Have to disagree Slam he taught his method all the way up to his death. I talked to him on a few occasions and even then he was not that happy with some of the methods being taught then. There are thousands still using his method today. I for one deviate very little if at all from the method depending on the dog and will put his method up against any of the show boat methods taught today.


----------



## Slamdunc (Dec 6, 2007)

deacon said:


> Have to disagree Slam he taught his method all the way up to his death. I talked to him on a few occasions and even then he was not that happy with some of the methods being taught then. There are thousands still using his method today. I for one deviate very little if at all from the method depending on the dog and will put his method up against any of the show boat methods taught today.


There are many ways to go from NY to California. If your methods are getting you there with good results, then stick with it.


----------



## deacon (Sep 5, 2011)

Agreed!! I just get so ticked off when the critics most whom have never read his obedience book call his methods either harsh or yank & crank when it is far from either!


----------



## LouCastle (Sep 25, 2006)

LuvShepherds said:


> * Koehler advocates very harsh training which isn't used anymore by anyone, * but if you can even find one of his books, * a little of his technique is good. * He teaches how to use a long leash effectively for heeling. You have to figure out what not to do, like * hanging a dog. * That is stupid and dangerous.


Would I be correct in guessing that you have not read Koehler's books? NONE of his OB methods are _"harsh training."_ and they are being used today by MANY people who train for competition OB. 

If you use _"a little of his technique,"_ you are NOT using the KMODT, (Koehler Method of Dog Training). 
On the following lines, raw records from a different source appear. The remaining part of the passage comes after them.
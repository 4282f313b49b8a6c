//! acdc - batch add/remove of structured-data statements on wiki files
//!
//! `acdc run --plan FILE` executes one batch from a plan file;
//! `acdc serve` exposes the batch controller over HTTP + SSE.

use std::net::{IpAddr, SocketAddr};
use std::path::{Path, PathBuf};
use std::sync::Arc;
use std::time::Duration;

use anyhow::{bail, Context, Result};
use clap::{Parser, Subcommand};
use tokio::signal;
use tracing::{debug, info, warn};
use tracing_subscriber::{layer::SubscriberExt, util::SubscriberInitExt};

use acdc::config::{resolve_settings, CliOverrides, Settings};
use acdc::input::load_plan;
use acdc::mediawiki::{MediaWikiClient, WikiApi};
use acdc::services::{BatchOutcome, PagePileClient};
use acdc::{AppState, BatchController};
use acdc_common::config::{default_config_path, load_toml_config_or_default};
use acdc_common::events::{BatchEvent, EventBus};

/// Command-line arguments for acdc
#[derive(Parser, Debug)]
#[command(name = "acdc")]
#[command(about = "Add or remove structured data statements on many files at once")]
#[command(version)]
struct Args {
    /// Config file (defaults to the platform config dir)
    #[arg(long, global = true)]
    config: Option<PathBuf>,

    /// MediaWiki action API endpoint
    #[arg(long, global = true)]
    api_url: Option<String>,

    /// Bot password user name (User@BotName)
    #[arg(long, global = true)]
    username: Option<String>,

    /// Bot password
    #[arg(long, global = true)]
    password: Option<String>,

    /// Comma separated change tags
    #[arg(long, global = true)]
    tags: Option<String>,

    #[command(subcommand)]
    command: Command,
}

#[derive(Subcommand, Debug)]
enum Command {
    /// Run one batch described by a plan file
    Run {
        /// Plan file (.toml or .json)
        #[arg(long)]
        plan: PathBuf,

        /// Resolve, load and reconcile, but do not write
        #[arg(long)]
        dry_run: bool,

        /// Load PagePiles with 100 or more files without asking
        #[arg(long)]
        confirm_large: bool,
    },

    /// Serve the batch controller over HTTP
    Serve {
        /// Port to listen on
        #[arg(short, long, default_value = "5790", env = "ACDC_PORT")]
        port: u16,

        /// Address to bind
        #[arg(long, default_value = "127.0.0.1")]
        bind: IpAddr,
    },
}

#[tokio::main]
async fn main() -> Result<()> {
    let args = Args::parse();

    let config_path = args.config.clone().or_else(default_config_path);
    let toml_config = load_toml_config_or_default(config_path.as_deref())
        .context("Failed to load configuration")?;

    let default_filter = toml_config
        .logging
        .level
        .clone()
        .unwrap_or_else(|| "acdc=info,tower_http=info".to_string());
    tracing_subscriber::registry()
        .with(
            tracing_subscriber::EnvFilter::try_from_default_env()
                .unwrap_or_else(|_| default_filter.into()),
        )
        .with(tracing_subscriber::fmt::layer())
        .init();

    info!("Starting acdc {}", env!("CARGO_PKG_VERSION"));

    let cli = CliOverrides {
        api_url: args.api_url.clone(),
        username: args.username.clone(),
        password: args.password.clone(),
        tags: args.tags.clone(),
    };
    let settings = resolve_settings(&cli, &toml_config).context("Invalid configuration")?;
    let api = connect(&settings).await?;

    let event_bus = EventBus::new(256);
    let controller = BatchController::new(api, event_bus.clone(), settings.tags.clone());

    match args.command {
        Command::Run {
            plan,
            dry_run,
            confirm_large,
        } => run_plan(&controller, &event_bus, &settings, &plan, dry_run, confirm_large).await,
        Command::Serve { port, bind } => serve(controller, event_bus, &settings, bind, port).await,
    }
}

/// Build the API client, logging in when credentials are configured
async fn connect(settings: &Settings) -> Result<Arc<dyn WikiApi>> {
    let mut client = MediaWikiClient::new(settings).context("Failed to create API client")?;

    match (&settings.username, &settings.password) {
        (Some(username), Some(password)) => {
            client
                .login(username, password)
                .await
                .context("Login failed")?;
        }
        _ => warn!("No credentials configured; edits will be rejected unless this is a dry run"),
    }

    Ok(Arc::new(client))
}

async fn run_plan(
    controller: &BatchController,
    event_bus: &EventBus,
    settings: &Settings,
    plan_path: &Path,
    dry_run: bool,
    confirm_large: bool,
) -> Result<()> {
    let plan = load_plan(plan_path)
        .with_context(|| format!("Failed to read plan {}", plan_path.display()))?;

    for event in plan.events().context("Invalid plan")? {
        controller.dispatch(event).await.context("Invalid plan")?;
    }

    if let Some(category) = &plan.category {
        let added = controller
            .load_category(category)
            .await
            .with_context(|| format!("Failed to load {}", category))?;
        info!("{} files added from {}", added, category);
    }

    if let Some(id) = plan.pagepile {
        let client = PagePileClient::new(settings).context("Failed to create PagePile client")?;
        let pile = client.fetch(id).await?;
        let load = controller.load_pagepile(pile, confirm_large).await?;
        if load.needs_confirmation {
            bail!(
                "PagePile {} contains {} files; pass --confirm-large to load it",
                load.id,
                load.files
            );
        }
        info!("{} files added from PagePile {}", load.added, load.id);
    }

    let validity = controller.validity().await;
    for error in &validity.errors {
        warn!("{}", error);
    }

    let mut events = event_bus.subscribe();
    let mut progress_logger = tokio::spawn(async move {
        while let Ok(event) = events.recv().await {
            match &event {
                BatchEvent::EntityCompleted { title, writes, .. } => {
                    info!("{} done ({} writes)", title, writes);
                }
                BatchEvent::BatchProgress { percentage, .. } => {
                    debug!("Progress {:.1}%", percentage);
                }
                _ => {}
            }
            if event.is_terminal() {
                break;
            }
        }
    });

    let stop = controller.stop_signal();
    let stop_on_ctrl_c = tokio::spawn(async move {
        if signal::ctrl_c().await.is_ok() {
            info!("Received Ctrl+C, stopping before the next write");
            stop.request();
        }
    });

    let result = controller.run(dry_run).await;
    stop_on_ctrl_c.abort();
    // Runs refused up front emit no terminal event
    if tokio::time::timeout(Duration::from_secs(1), &mut progress_logger)
        .await
        .is_err()
    {
        progress_logger.abort();
    }

    match result.context("Batch failed")? {
        BatchOutcome::Finished(summary) => {
            info!(
                "Finished: {} files, {} writes{}",
                summary.files_processed,
                summary.writes,
                if dry_run { " (dry run, nothing written)" } else { "" }
            );
        }
        BatchOutcome::Stopped(summary) => {
            let remaining = controller.specification().await.titles().len();
            info!(
                "Stopped: {} files done, {} writes, {} files remaining",
                summary.files_processed, summary.writes, remaining
            );
        }
    }

    Ok(())
}

async fn serve(
    controller: BatchController,
    event_bus: EventBus,
    settings: &Settings,
    bind: IpAddr,
    port: u16,
) -> Result<()> {
    let mut state = AppState::new(controller, event_bus);
    match PagePileClient::new(settings) {
        Ok(client) => state = state.with_pagepile(client),
        Err(e) => warn!("PagePile loading disabled: {}", e),
    }

    let app = acdc::build_router(state);
    let addr = SocketAddr::new(bind, port);

    let listener = tokio::net::TcpListener::bind(addr)
        .await
        .context("Failed to bind to address")?;
    info!("Listening on http://{}", addr);
    info!("Health check: http://{}/health", addr);

    axum::serve(listener, app)
        .with_graceful_shutdown(shutdown_signal())
        .await
        .context("Server error")?;

    info!("Server shutdown complete");
    Ok(())
}

/// Graceful shutdown signal handler
async fn shutdown_signal() {
    let ctrl_c = async {
        if let Err(e) = signal::ctrl_c().await {
            warn!("Failed to install Ctrl+C handler: {}", e);
            std::future::pending::<()>().await;
        }
    };

    #[cfg(unix)]
    let terminate = async {
        match signal::unix::signal(signal::unix::SignalKind::terminate()) {
            Ok(mut sig) => {
                sig.recv().await;
            }
            Err(e) => {
                warn!("Failed to install SIGTERM handler: {}", e);
                std::future::pending::<()>().await;
            }
        }
    };

    #[cfg(not(unix))]
    let terminate = std::future::pending::<()>();

    tokio::select! {
        _ = ctrl_c => {
            info!("Received Ctrl+C, shutting down");
        },
        _ = terminate => {
            info!("Received terminate signal, shutting down");
        },
    }
}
Koehler advocated _"hanging a dog"_ as a self−defense measure, not for OB training. It's probably the safest technique in that situation for both handler and dog.


----------



## LouCastle (Sep 25, 2006)

Slamdunc said:


> While Koehler was used by a lot of folks for a long time and was effective, times have changed and methods have evolved. * If Bill Koehler was alive today and still training dogs, I'm sure he would adapt some of his methods. *


You'd be wrong. His techniques are alive and well today. They're being taught AS ORIGINALLY WRITTEN by many of his followers. Tony Ancheta The Koehler Method of Dog Training, koehlerdogtraining.com Home has a list of Koehler trainers on his site. Most of today's trainers cobble together a mix of methods/tools and go off on their own, with mixed results. They're not willing to adhere to a step−by−step program written by someone else. 



Slamdunc said:


> Today techniques have evolved that use less much less force and compulsion, achieve better results, will work for any dog and create a trust and bond that will last.


Bill's classes then AND TODAY allow one to literally walk off the training field and onto a competition ring and qualify in the appropriate class. * Can you tell us of someone else's classes that give that degree of reliability? * 

The methods _"create a trust and bond that will last"_ far better than methods that have the owner being a treat dispenser. 



Slamdunc said:


> I doubt you will find few if any achieving OB titles with his techniques today.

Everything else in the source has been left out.